The 21 year-old is studying developmental biology at Aberdeen University and is currently on a placement year with the Industrial Biotech Innovation Centre based at Herriot Watt University in Edinburgh, where “whisky sustainability” has been a focal point for the research team Joseph has been working alongside over the last 12 months.
However, the student emphasised the concept is “a bit larger than just whisky”.
He said: “It’s an initiative the Scottish Government has been trying to implement more and more called the circular economy and that is a concept, especially within science, that you use everything for some purpose.
“The distilling process leaves you with a lot of waste, like the barley you get the alcohol from or the liquid afterwards that isn’t high enough proof to become whisky itself. So the core concept of what we’re doing is we’re trying to find a use for those waste products that is more efficient than we currently have.”
Joseph and his fellow researchers are looking at the ways in which whisky’s cast-off elements can be recycled and made into things like animal and fish feed, and a source of biofuel substitute.
He said: “It’s usually barley that’s used for whisky in Scotland and so once you process that as you would, you end up with a lot of the grain itself. Most of that contains some form of protein, so what we’re trying to do is extract the protein and see if it has other industrial uses.
“It’s often used as feedstock for animals or fish, there’s no nuance to it; it’s just lumped in with a bunch of other things. We’re trying to refine it and get something a bit more specific and more valuable out of it.”

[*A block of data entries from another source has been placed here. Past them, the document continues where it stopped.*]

//! Domain records stored in the table store and carried in envelopes.
//!
//! Every record type declares its table and static field list through
//! [`impl_record!`](ironvault_memdb::impl_record); payloads travel as JSON with
//! the archive mark flattened into `archiving_timestamp`/`archiving_hash`.

#[allow(missing_docs)]
mod iam;
mod identity;

pub use iam::{
    FeatureFlag, Group, IdentitySharing, Multipass, Project, RoleBinding, ServiceAccount, ServicePack,
    Tenant, User,
};
pub use identity::{AuthSource, Entity, EntityAlias, EntityAliasName, GenerationNumber};
use ironvault_memdb::{ArchiveMark, TableRecord};
use serde::{Serialize, de::DeserializeOwned};

/// Root-owned record guarded by optimistic concurrency on `resource_version`.
pub trait Versioned: TableRecord + Serialize + DeserializeOwned {
    /// Primary key.
    fn uuid(&self) -> &str;

    /// Version the record was last written with.
    fn resource_version(&self) -> &str;

    /// Replaces the version.
    fn set_resource_version(&mut self, version: String);

    /// Current archive mark.
    fn mark(&self) -> ArchiveMark;
}

macro_rules! versioned {
    ($($ty:ty),* $(,)?) => {
        $(
            impl Versioned for $ty {
                fn uuid(&self) -> &str {
                    &self.uuid
                }

                fn resource_version(&self) -> &str {
                    &self.resource_version
                }

                fn set_resource_version(&mut self, version: String) {
                    self.resource_version = version;
                }

                fn mark(&self) -> ArchiveMark {
                    self.archive_mark
                }
            }
        )*
    };
}

versioned!(Tenant, User, ServiceAccount, Project, Group, RoleBinding, IdentitySharing, Multipass, ServicePack);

Furthermore, a key part of the research is determining how the cost of the recycling process can be driven down to make it more accessible.
He added: “What we’re aiming to do is find a way that everyone can get what they want, and therefore cheaper and still have this recyclability. There’s a massive drive to make science green because it’s historically quite a wasteful industry, so it’s becoming more and more popular to be green and eco-friendly and if it drives the cost down at the same time it’s two for one really.”
Later this year Joseph will return to Aberdeen to complete his degree, taking with him an “invaluable” wealth of knowledge and experience, he said he will utilise “for decades to come in my future career”.
Reflecting on the highlights of the placement, he added: “There’s no better feeling than working on a project and then you finally get the big solve, that eureka moment of ‘fantastic, we’ve got it!’, that I will never got tired of.”